Goal of the exercise:
Write out each line of the entries below that holds the word "HashSet".

[Collected data entries]
- Opening Delimiter -
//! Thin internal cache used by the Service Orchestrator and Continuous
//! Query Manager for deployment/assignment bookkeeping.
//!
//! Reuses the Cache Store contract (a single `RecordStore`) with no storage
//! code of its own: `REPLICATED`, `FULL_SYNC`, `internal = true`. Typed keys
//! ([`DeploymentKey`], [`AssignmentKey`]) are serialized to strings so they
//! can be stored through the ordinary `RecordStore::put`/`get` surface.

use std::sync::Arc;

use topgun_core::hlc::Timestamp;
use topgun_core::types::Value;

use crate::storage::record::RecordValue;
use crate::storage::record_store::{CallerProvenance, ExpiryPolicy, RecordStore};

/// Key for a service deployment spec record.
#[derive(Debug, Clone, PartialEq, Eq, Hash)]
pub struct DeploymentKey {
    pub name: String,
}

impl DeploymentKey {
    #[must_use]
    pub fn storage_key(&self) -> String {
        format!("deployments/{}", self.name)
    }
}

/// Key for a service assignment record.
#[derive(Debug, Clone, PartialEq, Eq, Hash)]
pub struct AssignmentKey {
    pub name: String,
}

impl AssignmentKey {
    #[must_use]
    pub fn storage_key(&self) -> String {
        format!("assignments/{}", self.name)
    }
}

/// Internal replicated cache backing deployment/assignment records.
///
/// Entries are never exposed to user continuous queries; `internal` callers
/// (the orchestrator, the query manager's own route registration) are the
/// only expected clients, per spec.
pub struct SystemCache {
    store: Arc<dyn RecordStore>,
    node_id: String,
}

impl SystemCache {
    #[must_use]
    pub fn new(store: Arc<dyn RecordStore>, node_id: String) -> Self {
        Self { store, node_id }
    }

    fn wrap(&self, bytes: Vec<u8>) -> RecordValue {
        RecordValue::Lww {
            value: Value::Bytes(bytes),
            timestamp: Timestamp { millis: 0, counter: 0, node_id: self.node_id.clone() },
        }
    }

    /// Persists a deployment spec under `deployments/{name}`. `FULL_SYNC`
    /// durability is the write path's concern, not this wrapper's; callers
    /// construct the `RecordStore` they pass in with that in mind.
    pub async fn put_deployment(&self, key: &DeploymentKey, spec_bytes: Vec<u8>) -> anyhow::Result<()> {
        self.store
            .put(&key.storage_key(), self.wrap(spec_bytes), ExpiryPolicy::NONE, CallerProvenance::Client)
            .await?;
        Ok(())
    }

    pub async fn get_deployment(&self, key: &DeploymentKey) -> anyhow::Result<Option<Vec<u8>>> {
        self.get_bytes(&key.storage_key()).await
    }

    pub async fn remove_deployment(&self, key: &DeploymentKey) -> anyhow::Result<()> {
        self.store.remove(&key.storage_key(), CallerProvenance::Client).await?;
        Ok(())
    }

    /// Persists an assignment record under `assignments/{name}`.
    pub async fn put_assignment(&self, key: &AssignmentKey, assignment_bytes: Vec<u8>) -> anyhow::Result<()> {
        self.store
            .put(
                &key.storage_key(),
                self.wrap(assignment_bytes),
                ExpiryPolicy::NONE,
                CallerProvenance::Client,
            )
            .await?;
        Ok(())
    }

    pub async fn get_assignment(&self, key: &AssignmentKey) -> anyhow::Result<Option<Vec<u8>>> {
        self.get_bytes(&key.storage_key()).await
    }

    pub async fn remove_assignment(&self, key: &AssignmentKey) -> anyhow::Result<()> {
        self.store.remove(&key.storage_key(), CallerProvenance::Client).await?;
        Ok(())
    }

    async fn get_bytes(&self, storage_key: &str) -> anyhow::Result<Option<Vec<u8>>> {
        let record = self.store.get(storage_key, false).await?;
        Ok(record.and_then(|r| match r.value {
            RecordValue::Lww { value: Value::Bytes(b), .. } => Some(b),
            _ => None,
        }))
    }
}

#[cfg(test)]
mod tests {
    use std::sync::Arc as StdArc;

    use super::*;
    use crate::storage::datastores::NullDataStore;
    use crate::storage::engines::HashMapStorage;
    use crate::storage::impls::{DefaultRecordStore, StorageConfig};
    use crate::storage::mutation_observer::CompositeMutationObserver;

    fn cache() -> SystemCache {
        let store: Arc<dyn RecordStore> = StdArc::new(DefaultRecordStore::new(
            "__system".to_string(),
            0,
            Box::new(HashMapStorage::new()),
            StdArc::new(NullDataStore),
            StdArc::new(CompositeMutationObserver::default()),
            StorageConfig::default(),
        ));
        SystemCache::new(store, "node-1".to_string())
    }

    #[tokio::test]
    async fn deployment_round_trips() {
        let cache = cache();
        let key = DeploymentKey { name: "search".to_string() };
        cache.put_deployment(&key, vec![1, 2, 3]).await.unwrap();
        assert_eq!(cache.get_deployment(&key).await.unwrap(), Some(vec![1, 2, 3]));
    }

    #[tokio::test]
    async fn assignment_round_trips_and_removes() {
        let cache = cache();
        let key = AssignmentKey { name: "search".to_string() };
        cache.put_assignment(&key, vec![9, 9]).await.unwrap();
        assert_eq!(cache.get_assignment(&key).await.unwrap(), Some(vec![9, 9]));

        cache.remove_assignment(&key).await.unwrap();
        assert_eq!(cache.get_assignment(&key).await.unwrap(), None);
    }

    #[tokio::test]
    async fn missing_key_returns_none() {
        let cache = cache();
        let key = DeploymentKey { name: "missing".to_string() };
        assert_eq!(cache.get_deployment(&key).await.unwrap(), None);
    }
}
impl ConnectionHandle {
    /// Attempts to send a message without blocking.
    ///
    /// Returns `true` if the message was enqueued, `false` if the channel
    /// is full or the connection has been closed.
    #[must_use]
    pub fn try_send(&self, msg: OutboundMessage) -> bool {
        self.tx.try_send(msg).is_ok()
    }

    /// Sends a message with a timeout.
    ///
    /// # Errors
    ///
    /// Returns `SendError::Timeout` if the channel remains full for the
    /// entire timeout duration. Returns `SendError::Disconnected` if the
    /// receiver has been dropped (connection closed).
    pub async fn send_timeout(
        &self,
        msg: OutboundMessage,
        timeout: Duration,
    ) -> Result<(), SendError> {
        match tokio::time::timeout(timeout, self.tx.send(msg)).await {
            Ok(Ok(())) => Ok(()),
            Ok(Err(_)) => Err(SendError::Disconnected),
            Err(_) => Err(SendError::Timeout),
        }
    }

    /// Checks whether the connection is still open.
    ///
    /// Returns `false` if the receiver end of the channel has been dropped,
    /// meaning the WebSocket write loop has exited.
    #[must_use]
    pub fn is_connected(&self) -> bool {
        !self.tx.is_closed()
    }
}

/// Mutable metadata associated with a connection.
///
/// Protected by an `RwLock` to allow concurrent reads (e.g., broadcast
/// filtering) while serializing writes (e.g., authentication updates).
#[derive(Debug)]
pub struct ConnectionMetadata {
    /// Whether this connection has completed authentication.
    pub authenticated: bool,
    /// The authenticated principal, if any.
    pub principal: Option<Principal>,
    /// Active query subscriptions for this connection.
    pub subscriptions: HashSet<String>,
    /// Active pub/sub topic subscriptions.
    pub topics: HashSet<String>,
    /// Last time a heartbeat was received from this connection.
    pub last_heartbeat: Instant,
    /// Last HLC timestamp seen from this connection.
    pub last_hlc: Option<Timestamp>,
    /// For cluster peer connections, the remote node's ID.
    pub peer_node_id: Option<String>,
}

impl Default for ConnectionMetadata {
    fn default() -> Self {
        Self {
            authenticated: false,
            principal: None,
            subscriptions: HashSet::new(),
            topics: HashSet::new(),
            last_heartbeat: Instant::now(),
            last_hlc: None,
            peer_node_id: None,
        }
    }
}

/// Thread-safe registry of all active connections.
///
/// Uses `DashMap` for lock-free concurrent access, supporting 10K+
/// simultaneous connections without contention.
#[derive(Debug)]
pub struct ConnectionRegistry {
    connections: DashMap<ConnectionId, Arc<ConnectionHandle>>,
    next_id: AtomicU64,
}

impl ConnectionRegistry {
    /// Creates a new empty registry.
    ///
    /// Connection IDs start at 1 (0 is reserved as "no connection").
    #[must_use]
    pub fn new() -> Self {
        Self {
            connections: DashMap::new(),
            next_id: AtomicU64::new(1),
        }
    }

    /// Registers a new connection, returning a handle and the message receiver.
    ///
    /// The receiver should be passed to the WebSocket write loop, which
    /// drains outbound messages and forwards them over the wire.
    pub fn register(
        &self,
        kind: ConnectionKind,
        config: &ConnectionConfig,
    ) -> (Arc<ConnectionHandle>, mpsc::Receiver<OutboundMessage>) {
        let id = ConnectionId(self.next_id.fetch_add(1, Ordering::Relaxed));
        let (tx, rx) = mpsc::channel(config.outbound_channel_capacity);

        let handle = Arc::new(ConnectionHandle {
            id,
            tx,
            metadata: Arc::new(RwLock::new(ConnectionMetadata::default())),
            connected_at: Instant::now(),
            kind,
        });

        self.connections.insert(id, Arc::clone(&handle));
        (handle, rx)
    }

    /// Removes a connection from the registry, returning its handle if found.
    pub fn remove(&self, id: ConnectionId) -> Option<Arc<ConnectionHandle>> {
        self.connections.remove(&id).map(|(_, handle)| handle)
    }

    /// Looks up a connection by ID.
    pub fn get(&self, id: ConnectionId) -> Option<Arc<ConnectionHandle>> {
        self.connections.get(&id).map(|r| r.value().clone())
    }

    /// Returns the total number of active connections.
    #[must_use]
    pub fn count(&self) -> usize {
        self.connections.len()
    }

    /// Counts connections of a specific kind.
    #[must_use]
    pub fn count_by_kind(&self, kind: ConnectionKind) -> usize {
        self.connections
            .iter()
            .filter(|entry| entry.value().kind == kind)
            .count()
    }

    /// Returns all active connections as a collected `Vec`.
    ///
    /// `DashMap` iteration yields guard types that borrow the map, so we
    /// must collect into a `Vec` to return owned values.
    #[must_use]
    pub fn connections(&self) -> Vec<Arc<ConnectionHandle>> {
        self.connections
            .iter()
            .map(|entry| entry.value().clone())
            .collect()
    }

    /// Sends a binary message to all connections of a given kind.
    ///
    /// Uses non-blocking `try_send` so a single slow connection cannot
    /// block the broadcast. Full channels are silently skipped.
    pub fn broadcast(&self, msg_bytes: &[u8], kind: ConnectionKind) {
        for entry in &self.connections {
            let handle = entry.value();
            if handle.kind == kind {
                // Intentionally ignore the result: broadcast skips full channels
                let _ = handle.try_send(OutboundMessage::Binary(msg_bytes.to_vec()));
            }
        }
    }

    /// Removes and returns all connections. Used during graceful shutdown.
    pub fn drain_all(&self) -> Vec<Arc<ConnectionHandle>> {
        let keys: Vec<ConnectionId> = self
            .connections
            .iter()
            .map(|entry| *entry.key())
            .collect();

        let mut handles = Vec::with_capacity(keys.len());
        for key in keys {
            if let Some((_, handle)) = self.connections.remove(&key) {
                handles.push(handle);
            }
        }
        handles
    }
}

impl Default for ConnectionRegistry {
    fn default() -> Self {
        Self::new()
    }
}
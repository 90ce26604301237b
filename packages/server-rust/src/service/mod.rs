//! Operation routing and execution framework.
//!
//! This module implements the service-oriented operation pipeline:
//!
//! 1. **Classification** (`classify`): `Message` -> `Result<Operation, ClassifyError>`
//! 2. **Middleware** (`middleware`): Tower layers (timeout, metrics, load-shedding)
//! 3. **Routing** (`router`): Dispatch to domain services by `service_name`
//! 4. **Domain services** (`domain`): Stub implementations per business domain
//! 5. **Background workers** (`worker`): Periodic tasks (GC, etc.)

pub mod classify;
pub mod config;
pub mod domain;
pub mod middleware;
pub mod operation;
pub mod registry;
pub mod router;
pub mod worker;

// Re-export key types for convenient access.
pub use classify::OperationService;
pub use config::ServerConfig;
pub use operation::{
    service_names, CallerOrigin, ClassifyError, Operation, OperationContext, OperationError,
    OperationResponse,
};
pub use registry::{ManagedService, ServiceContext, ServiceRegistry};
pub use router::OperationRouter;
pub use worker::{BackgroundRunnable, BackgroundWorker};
- Closing Delimiter -
Solved problem:
    pub subscriptions: HashSet<String>,
    pub topics: HashSet<String>,
            subscriptions: HashSet::new(),
            topics: HashSet::new(),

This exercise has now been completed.